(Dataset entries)
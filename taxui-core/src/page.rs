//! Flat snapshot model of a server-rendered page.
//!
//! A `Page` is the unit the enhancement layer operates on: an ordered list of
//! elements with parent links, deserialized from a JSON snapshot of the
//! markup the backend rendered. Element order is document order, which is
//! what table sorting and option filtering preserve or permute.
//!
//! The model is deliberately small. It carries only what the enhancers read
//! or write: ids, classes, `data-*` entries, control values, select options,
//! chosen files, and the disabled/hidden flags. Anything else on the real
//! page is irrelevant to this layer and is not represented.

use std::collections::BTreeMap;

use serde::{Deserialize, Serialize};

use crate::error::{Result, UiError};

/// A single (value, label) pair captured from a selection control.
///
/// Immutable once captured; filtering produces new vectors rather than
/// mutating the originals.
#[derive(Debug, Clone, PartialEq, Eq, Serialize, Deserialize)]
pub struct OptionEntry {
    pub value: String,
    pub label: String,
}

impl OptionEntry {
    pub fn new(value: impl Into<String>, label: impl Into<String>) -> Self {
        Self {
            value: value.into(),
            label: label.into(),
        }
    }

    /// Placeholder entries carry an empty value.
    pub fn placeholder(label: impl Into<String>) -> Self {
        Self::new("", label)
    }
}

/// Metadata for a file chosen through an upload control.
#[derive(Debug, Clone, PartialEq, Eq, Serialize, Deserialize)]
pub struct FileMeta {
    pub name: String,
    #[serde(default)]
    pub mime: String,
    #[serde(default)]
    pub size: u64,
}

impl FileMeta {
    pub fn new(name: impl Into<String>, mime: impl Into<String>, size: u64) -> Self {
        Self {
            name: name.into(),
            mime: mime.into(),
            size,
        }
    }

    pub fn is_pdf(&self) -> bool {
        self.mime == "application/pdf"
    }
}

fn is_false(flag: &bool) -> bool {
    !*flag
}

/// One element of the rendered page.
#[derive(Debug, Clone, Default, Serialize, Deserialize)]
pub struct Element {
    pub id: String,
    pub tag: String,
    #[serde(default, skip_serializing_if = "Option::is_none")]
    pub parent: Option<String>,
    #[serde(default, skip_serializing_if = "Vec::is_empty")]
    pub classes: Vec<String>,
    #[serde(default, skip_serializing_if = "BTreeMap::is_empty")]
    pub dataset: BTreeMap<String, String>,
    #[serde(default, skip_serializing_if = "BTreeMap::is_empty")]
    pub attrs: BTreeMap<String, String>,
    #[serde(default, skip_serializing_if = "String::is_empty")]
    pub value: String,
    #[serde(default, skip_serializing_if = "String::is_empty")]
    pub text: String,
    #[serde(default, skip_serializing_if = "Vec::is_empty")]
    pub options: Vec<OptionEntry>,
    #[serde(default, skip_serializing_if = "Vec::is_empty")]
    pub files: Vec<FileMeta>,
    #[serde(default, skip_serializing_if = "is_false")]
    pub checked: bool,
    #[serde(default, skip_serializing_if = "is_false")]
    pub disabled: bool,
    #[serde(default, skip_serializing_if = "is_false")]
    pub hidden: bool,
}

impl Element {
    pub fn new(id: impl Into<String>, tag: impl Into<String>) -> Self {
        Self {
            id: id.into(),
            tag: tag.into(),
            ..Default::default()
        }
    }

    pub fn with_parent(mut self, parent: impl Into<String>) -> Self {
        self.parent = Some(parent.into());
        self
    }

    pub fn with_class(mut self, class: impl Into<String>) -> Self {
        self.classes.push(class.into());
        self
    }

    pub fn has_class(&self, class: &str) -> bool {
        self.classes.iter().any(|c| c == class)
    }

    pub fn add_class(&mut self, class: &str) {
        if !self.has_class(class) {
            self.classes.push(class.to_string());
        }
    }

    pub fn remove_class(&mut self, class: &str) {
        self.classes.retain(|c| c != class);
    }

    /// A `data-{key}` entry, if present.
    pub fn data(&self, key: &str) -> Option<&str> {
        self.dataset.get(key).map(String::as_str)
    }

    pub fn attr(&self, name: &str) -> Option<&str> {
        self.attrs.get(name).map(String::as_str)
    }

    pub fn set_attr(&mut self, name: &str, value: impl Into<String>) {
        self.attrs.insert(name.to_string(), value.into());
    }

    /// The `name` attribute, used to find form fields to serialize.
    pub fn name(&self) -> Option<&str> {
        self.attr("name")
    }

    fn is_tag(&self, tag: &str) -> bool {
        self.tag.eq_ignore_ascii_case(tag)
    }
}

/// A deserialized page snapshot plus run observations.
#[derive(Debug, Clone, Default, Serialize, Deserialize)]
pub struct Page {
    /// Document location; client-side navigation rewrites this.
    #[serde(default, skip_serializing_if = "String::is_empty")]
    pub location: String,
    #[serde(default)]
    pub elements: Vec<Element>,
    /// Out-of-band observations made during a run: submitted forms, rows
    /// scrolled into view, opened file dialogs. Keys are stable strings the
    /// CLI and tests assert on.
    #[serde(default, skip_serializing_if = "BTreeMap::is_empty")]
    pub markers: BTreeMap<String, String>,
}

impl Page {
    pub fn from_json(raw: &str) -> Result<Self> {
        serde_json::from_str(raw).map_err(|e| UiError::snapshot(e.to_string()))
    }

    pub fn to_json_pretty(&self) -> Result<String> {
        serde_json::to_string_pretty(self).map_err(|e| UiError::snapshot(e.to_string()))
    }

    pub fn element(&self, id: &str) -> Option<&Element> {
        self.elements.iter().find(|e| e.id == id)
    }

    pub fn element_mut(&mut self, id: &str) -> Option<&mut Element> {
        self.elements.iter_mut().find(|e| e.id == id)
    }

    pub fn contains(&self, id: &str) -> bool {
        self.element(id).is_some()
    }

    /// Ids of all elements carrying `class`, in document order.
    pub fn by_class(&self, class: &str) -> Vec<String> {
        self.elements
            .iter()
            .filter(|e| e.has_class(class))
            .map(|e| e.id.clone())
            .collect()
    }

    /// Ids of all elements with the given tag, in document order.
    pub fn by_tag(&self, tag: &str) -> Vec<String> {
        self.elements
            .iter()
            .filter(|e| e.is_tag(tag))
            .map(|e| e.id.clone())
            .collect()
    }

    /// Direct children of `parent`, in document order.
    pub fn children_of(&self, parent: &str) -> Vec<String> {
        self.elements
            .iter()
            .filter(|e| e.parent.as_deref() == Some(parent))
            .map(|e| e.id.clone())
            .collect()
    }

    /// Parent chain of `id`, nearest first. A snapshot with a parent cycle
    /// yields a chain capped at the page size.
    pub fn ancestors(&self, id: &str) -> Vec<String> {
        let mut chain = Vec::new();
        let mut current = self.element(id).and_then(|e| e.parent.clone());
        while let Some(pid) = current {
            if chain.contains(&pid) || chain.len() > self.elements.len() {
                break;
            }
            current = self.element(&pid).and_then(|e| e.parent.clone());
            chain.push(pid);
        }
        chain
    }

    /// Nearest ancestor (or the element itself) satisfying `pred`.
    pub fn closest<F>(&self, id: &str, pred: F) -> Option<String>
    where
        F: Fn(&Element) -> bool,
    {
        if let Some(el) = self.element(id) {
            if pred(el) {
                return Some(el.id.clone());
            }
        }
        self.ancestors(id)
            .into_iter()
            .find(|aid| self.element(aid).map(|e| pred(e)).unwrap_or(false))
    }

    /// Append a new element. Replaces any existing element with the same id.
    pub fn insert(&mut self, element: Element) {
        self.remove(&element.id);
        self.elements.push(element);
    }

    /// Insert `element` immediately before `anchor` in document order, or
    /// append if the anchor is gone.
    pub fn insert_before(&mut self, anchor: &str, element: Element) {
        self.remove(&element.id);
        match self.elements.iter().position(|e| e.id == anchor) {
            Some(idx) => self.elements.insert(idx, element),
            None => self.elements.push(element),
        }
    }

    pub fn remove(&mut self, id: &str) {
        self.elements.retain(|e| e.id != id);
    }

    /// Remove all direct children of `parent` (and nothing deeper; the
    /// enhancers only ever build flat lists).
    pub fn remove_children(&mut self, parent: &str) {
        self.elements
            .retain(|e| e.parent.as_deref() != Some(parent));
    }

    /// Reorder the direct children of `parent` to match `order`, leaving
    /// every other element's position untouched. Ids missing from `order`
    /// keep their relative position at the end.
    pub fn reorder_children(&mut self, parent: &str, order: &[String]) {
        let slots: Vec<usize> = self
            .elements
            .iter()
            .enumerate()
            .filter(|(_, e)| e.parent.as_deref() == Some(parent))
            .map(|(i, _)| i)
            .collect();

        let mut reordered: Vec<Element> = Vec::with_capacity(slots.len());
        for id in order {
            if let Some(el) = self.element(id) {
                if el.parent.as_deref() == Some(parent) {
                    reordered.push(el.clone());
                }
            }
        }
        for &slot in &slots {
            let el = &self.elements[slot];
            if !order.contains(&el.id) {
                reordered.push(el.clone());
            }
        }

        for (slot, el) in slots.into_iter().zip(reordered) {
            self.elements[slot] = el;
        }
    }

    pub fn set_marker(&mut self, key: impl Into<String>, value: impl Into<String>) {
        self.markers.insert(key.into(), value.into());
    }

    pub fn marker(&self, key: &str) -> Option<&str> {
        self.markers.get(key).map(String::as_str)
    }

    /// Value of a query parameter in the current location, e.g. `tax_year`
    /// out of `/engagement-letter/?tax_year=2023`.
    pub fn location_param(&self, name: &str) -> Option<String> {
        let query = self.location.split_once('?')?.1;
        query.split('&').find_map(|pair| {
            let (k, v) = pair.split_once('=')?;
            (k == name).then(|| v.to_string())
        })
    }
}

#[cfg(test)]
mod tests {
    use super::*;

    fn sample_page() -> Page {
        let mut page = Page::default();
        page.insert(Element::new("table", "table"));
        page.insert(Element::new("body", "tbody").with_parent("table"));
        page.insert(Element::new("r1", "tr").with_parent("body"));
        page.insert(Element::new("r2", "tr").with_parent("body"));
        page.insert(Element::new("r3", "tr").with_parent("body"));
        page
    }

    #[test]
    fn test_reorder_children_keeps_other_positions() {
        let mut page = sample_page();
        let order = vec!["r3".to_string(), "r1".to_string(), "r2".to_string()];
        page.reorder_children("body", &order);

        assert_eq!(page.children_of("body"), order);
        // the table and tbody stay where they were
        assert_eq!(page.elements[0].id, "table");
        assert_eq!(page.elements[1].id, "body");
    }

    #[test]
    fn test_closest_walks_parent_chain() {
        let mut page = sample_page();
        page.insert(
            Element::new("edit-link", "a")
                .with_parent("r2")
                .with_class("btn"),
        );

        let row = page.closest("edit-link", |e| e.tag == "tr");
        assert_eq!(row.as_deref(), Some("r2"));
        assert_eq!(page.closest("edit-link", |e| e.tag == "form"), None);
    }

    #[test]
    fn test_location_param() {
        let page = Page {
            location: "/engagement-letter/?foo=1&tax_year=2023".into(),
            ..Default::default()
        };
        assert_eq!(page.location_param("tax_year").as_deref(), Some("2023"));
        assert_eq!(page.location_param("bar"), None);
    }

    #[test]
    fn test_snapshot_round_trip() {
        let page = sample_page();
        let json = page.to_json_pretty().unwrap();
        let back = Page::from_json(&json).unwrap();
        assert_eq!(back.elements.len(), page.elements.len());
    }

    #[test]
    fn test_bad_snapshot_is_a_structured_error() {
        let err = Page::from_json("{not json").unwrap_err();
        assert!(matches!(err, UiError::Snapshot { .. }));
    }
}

**Problem description**
The answer must hold exactly the lines of the entries above, from the first line through the line that contains "on the real", and no others.

**Output for this exercise**
filename taxui-core/src/page.rs
//! Flat snapshot model of a server-rendered page.
//!
//! A `Page` is the unit the enhancement layer operates on: an ordered list of
//! elements with parent links, deserialized from a JSON snapshot of the
//! markup the backend rendered. Element order is document order, which is
//! what table sorting and option filtering preserve or permute.
//!
//! The model is deliberately small. It carries only what the enhancers read
//! or write: ids, classes, `data-*` entries, control values, select options,
//! chosen files, and the disabled/hidden flags. Anything else on the real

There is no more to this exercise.